Hello, it is time for me to get my tls certs renewed. I logged into my admin account, went to the TLS (SSL) Certificates page, hit the “Provision” button and get an error message. I tried looking through the MIAB forums but nothing in there helped resolve my problem. I look in my syslog and found an unusual (unusual to me at least) error:
Dec 20 10:08:19 mail Exception on /ssl/provision ....... self._ctx.set_cipher_list(ciphers)#012TypeError: must be str, not bytes
Is that the problem or is more information needed? Thanks.
There’s a couple threads floating around on this one. Try executing these commands and then going back to TLS to renew.
apt-get remove python-openssl
pip3 uninstall pyOpenSSL
pip3 install pyOpenSSL --upgrade
Other thread that had this resolution: Let's encrypt failure: exception on /ssl/provision
I’ve done exactly that (and several variations thereof), but it’s still broken with the
must be str, not bytes error on my upgraded box.
Well it never hurts to question your own assumptions! I repeated the above three commands and this time management/daily_tasks.sh succeeded at provisioning new LetsEncrypt certs.
I swear I’d tried those same commands. Maybe I had reinstalled the packaged
python-openssl version again, which seems to be the source of the conflict.
Thank you for the response. I’ve ran those commands before which solved a different problem I had. Do I need to run those commands after every upgrade of MIAB?
Also, after running those commands, and rebooting my MIAB machine, the provision button is still grayed out (not clickable), I don’t see any clues in the syslog file either. Where do go now?
You shouldn’t need to run them again after every upgrade, no. I’m actually not sure how to solve your current issue.
Well that was wierd. I went back into my administrator dashboard and the Provision button was active. I clicked it and I got the button to agree to terms of service (?). Now everything is working.
How do i go about automating this process now? Is there a cron job I can make?
It should automatically renew the certs before they expire. There is nothing more you need to do.
For me, this worked perfectly. Had exactly the same problem. Thanks for posting it.

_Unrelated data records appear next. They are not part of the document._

use super::js_functions::{
    jsAddBookmark, jsAttachMedia, jsClearTimer, jsGetControlsLayout, jsGetCurrentTime,
    jsGetDuration, jsGetLiveSyncPosition, jsGetPageLocation, jsGetPlaybackRate,
    jsGetTransportLatencyInput, jsIsFullscreen, jsIsPaused, jsLoadSource, jsNow, jsPlay,
    jsPostRestart, jsReleaseWakeLock, jsRemoveBookmark, jsRequestWakeLock, jsSeek,
    jsSetCompactModeSuppressed, jsSetControlsPlacement, jsSetFullscreen, jsSetLatencyText,
    jsSetPlaybackRate, jsSetPlaybackRateInput, jsSetPlaybackRateText, jsSetRemoveModeIndicator,
    jsTimer, BookmarkId, ControlsLayout, ControlsPlacement, RequestId, TimerId, TimerReason,
    WakeLockRequestId, WakeLockSentinelId,
};

/// The media element under control.
///
/// Owned by the page: it is only read and written here, never created nor destroyed.
pub(crate) trait MediaElement {
    fn current_time(&self) -> f64;
    fn duration(&self) -> f64;
    fn playback_rate(&self) -> f64;
    fn is_paused(&self) -> bool;
    fn set_playback_rate(&mut self, rate: f64);
    fn seek(&mut self, position: f64);
    fn play(&mut self);
}

/// DOM controls owned by the viewer.
pub(crate) trait ViewerUi {
    /// Raw value of the transport latency input, as typed by the user.
    fn transport_latency_input(&self) -> String;
    fn set_latency_text(&mut self, text: &str);
    fn set_playback_rate_input(&mut self, value: f64);
    fn set_playback_rate_text(&mut self, text: &str);
    fn add_bookmark(&mut self, id: BookmarkId, label: &str);
    fn remove_bookmark(&mut self, id: BookmarkId);
    fn set_remove_mode_indicator(&mut self, enabled: bool);
    fn set_controls_placement(&mut self, placement: ControlsPlacement);
    fn set_compact_mode_suppressed(&mut self, suppressed: bool);
    fn controls_layout(&self) -> ControlsLayout;
    fn is_fullscreen(&self) -> bool;
    fn set_fullscreen(&mut self, enabled: bool);
    fn page_location(&self) -> String;
}

/// The HLS library feeding the media element.
pub(crate) trait StreamSource {
    fn load_source(&mut self, url: &str);
    fn attach_media(&mut self);
    fn live_sync_position(&self) -> Option<f64>;
}

pub(crate) trait WakeLockApi {
    fn request_wake_lock(&mut self) -> WakeLockRequestId;
    fn release_wake_lock(&mut self, sentinel: WakeLockSentinelId);
}

pub(crate) trait RestartBackend {
    fn post_restart(&mut self, url: &str, timeout: Option<f64>) -> RequestId;
}

pub(crate) trait Clock {
    /// Milliseconds since the Unix epoch.
    fn now_ms(&self) -> f64;
}

pub(crate) trait Timers {
    fn start_timer(&mut self, duration: f64, reason: TimerReason) -> TimerId;
    fn clear_timer(&mut self, id: TimerId);
}

/// Everything the `Dispatcher` talks to.
pub(crate) trait Page:
    MediaElement + ViewerUi + StreamSource + WakeLockApi + RestartBackend + Clock + Timers
{
}

impl<T> Page for T where
    T: MediaElement + ViewerUi + StreamSource + WakeLockApi + RestartBackend + Clock + Timers
{
}

/// `Page` implementation relying on the functions imported from the JavaScript-side.
pub(crate) struct JsPage;

impl MediaElement for JsPage {
    fn current_time(&self) -> f64 {
        jsGetCurrentTime()
    }

    fn duration(&self) -> f64 {
        jsGetDuration()
    }

    fn playback_rate(&self) -> f64 {
        jsGetPlaybackRate()
    }

    fn is_paused(&self) -> bool {
        jsIsPaused()
    }

    fn set_playback_rate(&mut self, rate: f64) {
        jsSetPlaybackRate(rate)
    }

    fn seek(&mut self, position: f64) {
        jsSeek(position)
    }

    fn play(&mut self) {
        jsPlay()
    }
}

impl ViewerUi for JsPage {
    fn transport_latency_input(&self) -> String {
        jsGetTransportLatencyInput()
    }

    fn set_latency_text(&mut self, text: &str) {
        jsSetLatencyText(text)
    }

    fn set_playback_rate_input(&mut self, value: f64) {
        jsSetPlaybackRateInput(value)
    }

    fn set_playback_rate_text(&mut self, text: &str) {
        jsSetPlaybackRateText(text)
    }

    fn add_bookmark(&mut self, id: BookmarkId, label: &str) {
        jsAddBookmark(id, label)
    }

    fn remove_bookmark(&mut self, id: BookmarkId) {
        jsRemoveBookmark(id)
    }

    fn set_remove_mode_indicator(&mut self, enabled: bool) {
        jsSetRemoveModeIndicator(enabled)
    }

    fn set_controls_placement(&mut self, placement: ControlsPlacement) {
        jsSetControlsPlacement(placement)
    }

    fn set_compact_mode_suppressed(&mut self, suppressed: bool) {
        jsSetCompactModeSuppressed(suppressed)
    }

    fn controls_layout(&self) -> ControlsLayout {
        jsGetControlsLayout()
    }

    fn is_fullscreen(&self) -> bool {
        jsIsFullscreen()
    }

    fn set_fullscreen(&mut self, enabled: bool) {
        jsSetFullscreen(enabled)
    }

    fn page_location(&self) -> String {
        jsGetPageLocation()
    }
}

impl StreamSource for JsPage {
    fn load_source(&mut self, url: &str) {
        jsLoadSource(url)
    }

    fn attach_media(&mut self) {
        jsAttachMedia()
    }

    fn live_sync_position(&self) -> Option<f64> {
        jsGetLiveSyncPosition()
    }
}

impl WakeLockApi for JsPage {
    fn request_wake_lock(&mut self) -> WakeLockRequestId {
        jsRequestWakeLock()
    }

    fn release_wake_lock(&mut self, sentinel: WakeLockSentinelId) {
        jsReleaseWakeLock(sentinel)
    }
}

impl RestartBackend for JsPage {
    fn post_restart(&mut self, url: &str, timeout: Option<f64>) -> RequestId {
        jsPostRestart(url, timeout)
    }
}

impl Clock for JsPage {
    fn now_ms(&self) -> f64 {
        jsNow()
    }
}

impl Timers for JsPage {
    fn start_timer(&mut self, duration: f64, reason: TimerReason) -> TimerId {
        jsTimer(duration, reason)
    }

    fn clear_timer(&mut self, id: TimerId) {
        jsClearTimer(id)
    }
}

Worked for me with Python 2.7.6 and running ‘management/ssl_certificates.py’ as root afterwards, thank you very much!
I had a similar problem a couple of weeks ago. I solved it uprev’ing to the latest MIAB (v0.21b) - I was running a slightly older version. After the up-rev completed, I rebooted my server, logged into the Admin account via the GUI, clicked on the “Provision” button and the certs were renewed.
However, if everything is set up and working correctly, the LetsEncrypt certs should automatically renew without any user interaction.
This topic was automatically closed 7 days after the last reply. New replies are no longer allowed.